Babylon é assim um épico de 3 horas, mas que se vê num fôlego, como o último urra pelo cinema mudo de Hollywood. Depois deste não haverá mais nenhum filme acerca desse período. É também um filme coral, cujas personagens principais vamos conhecer logo nessa festa inicial. Margot Robbie é a aspirante a actriz que se torna em estrela maior, coleccionando sucessos da mesma forma que acumula escândalos (e dívidas ao jogo) – inspirada em Clara Bow, a it girl original e influência directa da pin-up Betty Boop; Brad Pitt é um galã mulherengo movido a coca, que terá dificuldade em vingar nos filmes sonoros porque a sua voz não condiz com a sua imagem – inspirado em John Gilbert, actor que, mesmo com a carreira a afundar-se, sempre foi o mais bem pago da carteira de activos da MGM; Jovan Adepo, um músico de jazz que saltará para a frente das câmaras assim que a música se tornar também numa estrela do cinema; e, claro, Diego Calva, que é a cola que une todas estas peças e que, por ser um desconhecido, serve como escape de todo o star power acumulado de um elenco cheio de nomes sonantes (mais Samara Weaving, Flea dos Red Hot Chilli Peppers ou Jake Gyllenhaal).

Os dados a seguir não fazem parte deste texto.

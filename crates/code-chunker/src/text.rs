//! Small text utilities shared by the chunker, size guard and prompt builders.

/// Rough token estimate: ASCII text averages ~4 chars per token, while
/// non-ASCII (CJK and the like) tends to cost ~2 tokens per char.
#[must_use]
pub fn estimate_tokens(text: &str) -> usize {
    let (ascii, other) = text.chars().fold((0usize, 0usize), |(a, o), c| {
        if c.is_ascii() {
            (a + 1, o)
        } else {
            (a, o + 1)
        }
    });
    ascii / 4 + other * 2
}

/// Cut `text` to at most `max_chars` characters, appending a note with the
/// number of characters dropped. Text that already fits is returned as is.
#[must_use]
pub fn truncate_to_limit(text: &str, max_chars: usize) -> String {
    let total = text.chars().count();
    if total <= max_chars {
        return text.to_string();
    }
    let cut = byte_offset_of_char(text, max_chars);
    format!(
        "{}\n... (truncated: {} chars omitted)",
        &text[..cut],
        total - max_chars
    )
}

fn byte_offset_of_char(text: &str, char_idx: usize) -> usize {
    text.char_indices()
        .nth(char_idx)
        .map_or(text.len(), |(offset, _)| offset)
}

/// Byte offsets of line starts, for turning line ranges into exact substrings.
#[derive(Debug, Clone)]
pub(crate) struct LineIndex<'a> {
    text: &'a str,
    starts: Vec<usize>,
}

impl<'a> LineIndex<'a> {
    pub fn new(text: &'a str) -> Self {
        let mut starts = vec![0];
        starts.extend(
            text.bytes()
                .enumerate()
                .filter(|&(_, b)| b == b'\n')
                .map(|(i, _)| i + 1),
        );
        Self { text, starts }
    }

    pub fn line_count(&self) -> usize {
        self.starts.len()
    }

    /// Text of a single line without its terminator
    pub fn line(&self, line: usize) -> &'a str {
        let start = self.starts[line];
        let end = self.line_end(line);
        &self.text[start..end]
    }

    pub fn line_start(&self, line: usize) -> usize {
        self.starts[line]
    }

    /// Byte offset just past the last character of `line`, excluding `\r\n`
    pub fn line_end(&self, line: usize) -> usize {
        let mut end = self
            .starts
            .get(line + 1)
            .map_or(self.text.len(), |next| next - 1);
        if end > self.starts[line] && self.text.as_bytes()[end - 1] == b'\r' {
            end -= 1;
        }
        end
    }

    /// 0-indexed line that contains `byte`
    pub fn line_of_byte(&self, byte: usize) -> usize {
        match self.starts.binary_search(&byte) {
            Ok(line) => line,
            Err(next) => next - 1,
        }
    }
}

/// Leading whitespace width, tabs counted as 4 columns
pub(crate) fn indent_width(line: &str) -> usize {
    line.chars()
        .take_while(|c| c.is_whitespace())
        .map(|c| if c == '\t' { 4 } else { 1 })
        .sum()
}

#[cfg(test)]
mod tests {
    use super::*;
    use pretty_assertions::assert_eq;

    #[test]
    fn estimate_counts_ascii_and_wide_chars() {
        assert_eq!(estimate_tokens("abcdefgh"), 2);
        assert_eq!(estimate_tokens("日本"), 4);
        assert_eq!(estimate_tokens(""), 0);
    }

    #[test]
    fn truncate_keeps_short_text() {
        assert_eq!(truncate_to_limit("short", 10), "short");
    }

    #[test]
    fn truncate_appends_note() {
        let out = truncate_to_limit("abcdefghij", 4);
        assert_eq!(out, "abcd\n... (truncated: 6 chars omitted)");
    }

    #[test]
    fn truncate_respects_char_boundaries() {
        let out = truncate_to_limit("ééééé", 2);
        assert!(out.starts_with("éé\n"));
    }

    #[test]
    fn line_index_slices_exact_text() {
        let text = "a\r\nbb\nccc";
        let index = LineIndex::new(text);
        assert_eq!(index.line_count(), 3);
        assert_eq!(index.line(0), "a");
        assert_eq!(index.line(1), "bb");
        assert_eq!(&text[index.line_start(1)..index.line_end(2)], "bb\nccc");
        assert_eq!(index.line_of_byte(4), 1);
        assert_eq!(index.line_of_byte(0), 0);
    }
}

Existem figuras reais (como Elinor St. John (encarnada por Jean Smart), a famosa jornalista de Hollywood) e tantas outras fictícias, que contam à sua maneira e com liberdade criativa vários episódios reais da Hollywood desse período, que servem para montar um frasco vibrante dessa década muito importante para a mais famosa indústria cinematográfica do mundo. É certo que Babylon tem várias histórias dentro e que, no centro, está uma história de amor, dependência e poder. Mas retiradas todas essas camadas, Babylon é um filme sobre o cinema e sobre o poder redentor deste, sobre o amor as filmes e como estes moldam decisivamente as nossas vidas, apesar de serem apenas pedaços de celulóide.
É certo que há momentos melhores do que outros em Babylon. Afinal de contas, estamos a falar de um filme de mais de 3 horas – pessoalmente, dispensava os momentos escatológicos, já me bastou para isso Triângulo da Tristeza -, mas a forma como Chazelle mantém tudo com a mesma energia e relevância até ao final é a sua grande vitória. Isso e aquela montagem final, que concentra num minuto um século de cinema. Para quem não quer ver este Le Big Mac todo, pode passar directamente para esse momento e ficará igualmente bem servido.